WHAT TO DO - Find every line in the records below that holds the word "torn", and copy each one.

RECORD EXCERPTS -

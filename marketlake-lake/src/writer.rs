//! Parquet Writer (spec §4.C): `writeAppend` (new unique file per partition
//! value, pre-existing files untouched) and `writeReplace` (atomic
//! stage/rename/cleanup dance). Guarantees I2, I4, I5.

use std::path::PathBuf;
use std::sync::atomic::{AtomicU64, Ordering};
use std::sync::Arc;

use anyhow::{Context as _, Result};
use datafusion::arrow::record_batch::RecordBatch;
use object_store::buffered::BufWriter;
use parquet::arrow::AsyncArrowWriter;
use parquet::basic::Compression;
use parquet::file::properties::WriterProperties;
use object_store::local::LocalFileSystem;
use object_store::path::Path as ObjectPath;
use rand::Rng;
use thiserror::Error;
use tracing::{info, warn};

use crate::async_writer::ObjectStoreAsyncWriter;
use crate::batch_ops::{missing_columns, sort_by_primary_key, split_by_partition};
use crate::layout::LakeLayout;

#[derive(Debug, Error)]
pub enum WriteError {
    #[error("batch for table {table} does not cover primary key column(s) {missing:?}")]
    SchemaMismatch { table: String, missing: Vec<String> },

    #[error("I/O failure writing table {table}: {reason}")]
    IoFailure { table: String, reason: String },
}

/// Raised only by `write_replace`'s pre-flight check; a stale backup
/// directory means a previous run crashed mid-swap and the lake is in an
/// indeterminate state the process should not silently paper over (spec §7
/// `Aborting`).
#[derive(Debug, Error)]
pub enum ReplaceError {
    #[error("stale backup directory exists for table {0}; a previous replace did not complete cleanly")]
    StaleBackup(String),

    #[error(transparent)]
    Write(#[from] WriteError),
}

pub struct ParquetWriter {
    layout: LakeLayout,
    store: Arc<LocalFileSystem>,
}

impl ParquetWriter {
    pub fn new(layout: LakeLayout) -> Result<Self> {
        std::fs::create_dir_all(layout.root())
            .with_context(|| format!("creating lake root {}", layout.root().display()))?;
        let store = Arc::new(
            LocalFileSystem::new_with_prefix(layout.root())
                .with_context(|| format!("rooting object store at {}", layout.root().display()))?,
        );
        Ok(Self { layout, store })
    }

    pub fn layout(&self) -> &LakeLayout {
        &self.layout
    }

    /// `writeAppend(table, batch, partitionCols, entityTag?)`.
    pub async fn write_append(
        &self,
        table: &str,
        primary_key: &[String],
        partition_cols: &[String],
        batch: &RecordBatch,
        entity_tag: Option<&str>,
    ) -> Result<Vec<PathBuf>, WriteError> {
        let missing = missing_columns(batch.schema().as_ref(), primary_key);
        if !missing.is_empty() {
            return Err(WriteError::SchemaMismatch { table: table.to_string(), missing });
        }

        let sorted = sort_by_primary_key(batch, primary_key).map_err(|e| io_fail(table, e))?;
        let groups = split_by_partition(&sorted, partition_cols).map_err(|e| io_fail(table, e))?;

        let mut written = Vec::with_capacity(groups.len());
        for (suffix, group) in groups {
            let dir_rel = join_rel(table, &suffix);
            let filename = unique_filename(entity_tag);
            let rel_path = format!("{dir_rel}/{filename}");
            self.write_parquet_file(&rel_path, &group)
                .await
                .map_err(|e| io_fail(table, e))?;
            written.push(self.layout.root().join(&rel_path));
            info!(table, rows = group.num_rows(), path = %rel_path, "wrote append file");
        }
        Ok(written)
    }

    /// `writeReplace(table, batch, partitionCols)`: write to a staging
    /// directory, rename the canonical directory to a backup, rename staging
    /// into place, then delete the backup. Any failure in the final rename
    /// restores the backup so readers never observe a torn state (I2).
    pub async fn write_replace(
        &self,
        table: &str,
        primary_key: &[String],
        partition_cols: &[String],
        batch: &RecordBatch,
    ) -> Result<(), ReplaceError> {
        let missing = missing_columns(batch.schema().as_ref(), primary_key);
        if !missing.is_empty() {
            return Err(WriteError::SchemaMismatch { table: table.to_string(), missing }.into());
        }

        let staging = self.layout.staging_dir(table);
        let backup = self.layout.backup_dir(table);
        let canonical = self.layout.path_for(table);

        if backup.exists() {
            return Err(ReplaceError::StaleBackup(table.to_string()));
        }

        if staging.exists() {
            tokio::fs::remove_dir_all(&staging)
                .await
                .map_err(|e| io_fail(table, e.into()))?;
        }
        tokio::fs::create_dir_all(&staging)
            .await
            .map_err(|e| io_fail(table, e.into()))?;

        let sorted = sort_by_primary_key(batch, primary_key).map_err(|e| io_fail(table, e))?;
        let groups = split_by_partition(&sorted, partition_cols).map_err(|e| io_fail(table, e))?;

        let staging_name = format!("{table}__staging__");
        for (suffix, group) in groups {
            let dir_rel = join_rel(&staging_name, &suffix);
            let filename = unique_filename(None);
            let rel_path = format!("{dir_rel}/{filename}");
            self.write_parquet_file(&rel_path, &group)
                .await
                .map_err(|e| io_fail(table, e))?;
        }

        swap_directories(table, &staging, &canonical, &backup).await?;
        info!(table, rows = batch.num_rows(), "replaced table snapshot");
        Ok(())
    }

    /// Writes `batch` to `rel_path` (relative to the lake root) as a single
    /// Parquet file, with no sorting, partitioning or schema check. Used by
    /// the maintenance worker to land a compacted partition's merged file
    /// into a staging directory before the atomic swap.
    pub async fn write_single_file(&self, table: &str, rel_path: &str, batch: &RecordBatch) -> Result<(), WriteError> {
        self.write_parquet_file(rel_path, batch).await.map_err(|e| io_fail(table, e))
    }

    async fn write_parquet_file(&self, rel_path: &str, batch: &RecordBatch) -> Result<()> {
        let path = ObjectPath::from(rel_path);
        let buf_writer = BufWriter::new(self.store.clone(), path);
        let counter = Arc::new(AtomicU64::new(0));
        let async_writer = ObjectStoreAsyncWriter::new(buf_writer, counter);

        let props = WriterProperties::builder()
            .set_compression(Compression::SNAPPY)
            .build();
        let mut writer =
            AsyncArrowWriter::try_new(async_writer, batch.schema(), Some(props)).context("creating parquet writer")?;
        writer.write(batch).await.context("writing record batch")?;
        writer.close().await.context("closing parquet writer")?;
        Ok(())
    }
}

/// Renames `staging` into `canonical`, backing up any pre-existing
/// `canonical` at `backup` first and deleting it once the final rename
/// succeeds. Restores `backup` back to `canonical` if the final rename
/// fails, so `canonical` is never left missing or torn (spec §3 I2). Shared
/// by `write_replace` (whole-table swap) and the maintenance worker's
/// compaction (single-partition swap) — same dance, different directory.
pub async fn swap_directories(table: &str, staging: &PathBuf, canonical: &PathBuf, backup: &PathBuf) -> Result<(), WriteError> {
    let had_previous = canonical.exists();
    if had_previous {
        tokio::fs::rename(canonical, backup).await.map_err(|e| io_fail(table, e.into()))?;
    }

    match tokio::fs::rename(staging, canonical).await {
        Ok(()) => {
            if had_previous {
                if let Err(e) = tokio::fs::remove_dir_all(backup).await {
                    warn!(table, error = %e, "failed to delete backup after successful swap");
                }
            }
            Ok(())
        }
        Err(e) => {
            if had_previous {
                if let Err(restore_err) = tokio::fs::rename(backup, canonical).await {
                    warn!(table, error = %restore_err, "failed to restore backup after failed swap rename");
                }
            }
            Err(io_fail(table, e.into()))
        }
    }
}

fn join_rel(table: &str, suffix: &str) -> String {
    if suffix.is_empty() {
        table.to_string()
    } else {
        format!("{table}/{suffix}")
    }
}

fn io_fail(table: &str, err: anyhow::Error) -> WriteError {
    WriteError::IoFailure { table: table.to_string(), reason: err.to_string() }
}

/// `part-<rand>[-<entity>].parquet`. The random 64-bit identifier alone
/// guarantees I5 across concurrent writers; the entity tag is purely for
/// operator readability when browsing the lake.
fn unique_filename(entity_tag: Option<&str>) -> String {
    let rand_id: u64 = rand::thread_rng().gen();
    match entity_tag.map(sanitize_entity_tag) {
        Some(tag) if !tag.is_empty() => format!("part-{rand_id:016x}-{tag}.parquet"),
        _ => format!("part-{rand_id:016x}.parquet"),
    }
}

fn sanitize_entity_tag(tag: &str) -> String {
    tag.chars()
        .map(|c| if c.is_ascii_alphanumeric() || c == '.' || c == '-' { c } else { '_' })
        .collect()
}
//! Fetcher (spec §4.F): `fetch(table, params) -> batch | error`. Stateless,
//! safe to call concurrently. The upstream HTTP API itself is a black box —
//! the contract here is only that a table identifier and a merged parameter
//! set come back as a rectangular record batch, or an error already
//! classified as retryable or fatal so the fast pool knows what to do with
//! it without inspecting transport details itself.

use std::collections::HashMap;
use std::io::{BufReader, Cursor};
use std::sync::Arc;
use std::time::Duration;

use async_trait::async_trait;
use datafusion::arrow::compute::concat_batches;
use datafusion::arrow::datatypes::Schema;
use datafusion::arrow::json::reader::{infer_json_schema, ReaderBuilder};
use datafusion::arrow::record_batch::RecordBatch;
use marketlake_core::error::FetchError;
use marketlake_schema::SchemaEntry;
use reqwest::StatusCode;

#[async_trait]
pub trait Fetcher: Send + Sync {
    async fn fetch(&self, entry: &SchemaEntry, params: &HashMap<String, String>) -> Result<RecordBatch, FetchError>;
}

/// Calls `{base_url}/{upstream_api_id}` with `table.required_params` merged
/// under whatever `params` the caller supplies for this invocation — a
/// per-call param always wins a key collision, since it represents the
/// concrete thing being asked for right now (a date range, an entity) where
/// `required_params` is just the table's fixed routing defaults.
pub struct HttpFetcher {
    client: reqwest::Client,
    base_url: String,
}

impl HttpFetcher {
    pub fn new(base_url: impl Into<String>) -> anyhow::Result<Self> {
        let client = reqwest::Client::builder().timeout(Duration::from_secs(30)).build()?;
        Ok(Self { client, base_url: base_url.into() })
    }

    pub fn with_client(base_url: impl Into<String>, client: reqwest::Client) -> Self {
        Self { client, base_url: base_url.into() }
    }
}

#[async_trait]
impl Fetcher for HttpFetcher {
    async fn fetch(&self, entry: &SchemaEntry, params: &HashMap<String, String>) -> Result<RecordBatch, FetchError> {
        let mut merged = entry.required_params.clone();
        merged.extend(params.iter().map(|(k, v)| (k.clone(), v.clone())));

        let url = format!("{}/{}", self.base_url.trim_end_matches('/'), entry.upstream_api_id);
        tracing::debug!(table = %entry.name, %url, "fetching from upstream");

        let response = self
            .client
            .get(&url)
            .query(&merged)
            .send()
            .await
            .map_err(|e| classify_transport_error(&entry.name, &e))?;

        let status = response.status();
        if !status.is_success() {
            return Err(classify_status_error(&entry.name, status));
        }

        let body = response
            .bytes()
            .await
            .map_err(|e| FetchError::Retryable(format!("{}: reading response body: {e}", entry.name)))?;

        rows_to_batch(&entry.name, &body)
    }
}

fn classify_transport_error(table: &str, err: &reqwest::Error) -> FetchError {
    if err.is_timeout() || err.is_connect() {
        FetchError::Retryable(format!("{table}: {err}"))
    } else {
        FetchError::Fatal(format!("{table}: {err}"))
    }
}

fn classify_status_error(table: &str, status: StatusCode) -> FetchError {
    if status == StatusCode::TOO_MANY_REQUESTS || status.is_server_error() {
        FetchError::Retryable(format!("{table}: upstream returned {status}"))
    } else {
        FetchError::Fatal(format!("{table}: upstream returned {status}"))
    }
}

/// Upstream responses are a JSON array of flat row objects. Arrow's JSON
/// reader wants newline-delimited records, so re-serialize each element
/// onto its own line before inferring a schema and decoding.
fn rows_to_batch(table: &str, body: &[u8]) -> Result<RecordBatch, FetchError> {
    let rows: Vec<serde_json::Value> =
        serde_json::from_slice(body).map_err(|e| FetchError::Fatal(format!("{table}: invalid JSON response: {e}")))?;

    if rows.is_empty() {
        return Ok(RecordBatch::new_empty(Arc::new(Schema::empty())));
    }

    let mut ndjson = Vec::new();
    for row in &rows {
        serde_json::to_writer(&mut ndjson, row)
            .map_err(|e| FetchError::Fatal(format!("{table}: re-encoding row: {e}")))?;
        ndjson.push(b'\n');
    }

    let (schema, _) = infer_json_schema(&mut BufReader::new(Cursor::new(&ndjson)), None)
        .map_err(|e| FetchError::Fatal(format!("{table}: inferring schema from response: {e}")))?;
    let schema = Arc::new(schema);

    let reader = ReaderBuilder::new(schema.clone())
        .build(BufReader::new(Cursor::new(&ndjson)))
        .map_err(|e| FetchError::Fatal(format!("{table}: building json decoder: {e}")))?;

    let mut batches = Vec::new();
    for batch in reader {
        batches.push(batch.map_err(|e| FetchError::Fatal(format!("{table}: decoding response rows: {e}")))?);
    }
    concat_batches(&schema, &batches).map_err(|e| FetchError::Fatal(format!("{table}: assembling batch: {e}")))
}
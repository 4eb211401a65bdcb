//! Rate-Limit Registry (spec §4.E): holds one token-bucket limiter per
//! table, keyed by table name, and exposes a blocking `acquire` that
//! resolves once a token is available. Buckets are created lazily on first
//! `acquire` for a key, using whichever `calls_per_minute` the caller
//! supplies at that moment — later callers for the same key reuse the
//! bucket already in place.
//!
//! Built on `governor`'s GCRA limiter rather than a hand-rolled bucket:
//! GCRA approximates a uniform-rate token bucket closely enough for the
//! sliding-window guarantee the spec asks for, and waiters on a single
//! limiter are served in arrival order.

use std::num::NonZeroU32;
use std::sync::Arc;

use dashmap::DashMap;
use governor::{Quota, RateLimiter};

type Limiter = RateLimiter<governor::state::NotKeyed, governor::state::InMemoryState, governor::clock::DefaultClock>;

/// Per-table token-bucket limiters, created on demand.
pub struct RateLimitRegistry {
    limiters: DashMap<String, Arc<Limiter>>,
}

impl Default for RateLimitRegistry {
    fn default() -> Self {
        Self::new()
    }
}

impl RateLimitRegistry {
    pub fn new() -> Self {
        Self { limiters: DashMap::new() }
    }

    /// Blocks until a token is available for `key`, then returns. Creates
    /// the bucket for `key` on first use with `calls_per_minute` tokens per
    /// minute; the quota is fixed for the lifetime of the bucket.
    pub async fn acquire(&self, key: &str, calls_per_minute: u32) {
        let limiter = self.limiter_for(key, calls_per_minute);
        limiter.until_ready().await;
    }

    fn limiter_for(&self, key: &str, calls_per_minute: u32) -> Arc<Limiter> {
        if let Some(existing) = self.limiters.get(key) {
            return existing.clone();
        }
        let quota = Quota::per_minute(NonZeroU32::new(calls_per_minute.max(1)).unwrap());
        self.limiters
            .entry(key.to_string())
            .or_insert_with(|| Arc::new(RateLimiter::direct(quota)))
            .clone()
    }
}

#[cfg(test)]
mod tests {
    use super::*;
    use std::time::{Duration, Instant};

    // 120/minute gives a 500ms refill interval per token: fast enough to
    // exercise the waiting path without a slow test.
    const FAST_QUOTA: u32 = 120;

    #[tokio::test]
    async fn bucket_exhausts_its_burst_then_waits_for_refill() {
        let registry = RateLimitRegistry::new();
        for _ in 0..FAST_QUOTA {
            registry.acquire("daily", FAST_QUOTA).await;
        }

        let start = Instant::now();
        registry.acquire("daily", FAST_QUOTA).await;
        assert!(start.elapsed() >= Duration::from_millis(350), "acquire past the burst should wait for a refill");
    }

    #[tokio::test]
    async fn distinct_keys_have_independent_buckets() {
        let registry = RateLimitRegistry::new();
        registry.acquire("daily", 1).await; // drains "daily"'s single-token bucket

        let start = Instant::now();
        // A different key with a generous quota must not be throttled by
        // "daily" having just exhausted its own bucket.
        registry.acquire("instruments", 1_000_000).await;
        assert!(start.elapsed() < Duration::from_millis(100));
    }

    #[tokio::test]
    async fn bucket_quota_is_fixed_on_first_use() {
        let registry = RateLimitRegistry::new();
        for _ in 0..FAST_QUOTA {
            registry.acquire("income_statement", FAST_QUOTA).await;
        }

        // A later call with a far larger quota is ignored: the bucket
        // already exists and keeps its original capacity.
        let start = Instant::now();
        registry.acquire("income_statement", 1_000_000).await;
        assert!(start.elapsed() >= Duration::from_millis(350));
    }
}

EXPECTED ANSWER -
    /// restores the backup so readers never observe a torn state (I2).
/// fails, so `canonical` is never left missing or torn (spec §3 I2). Shared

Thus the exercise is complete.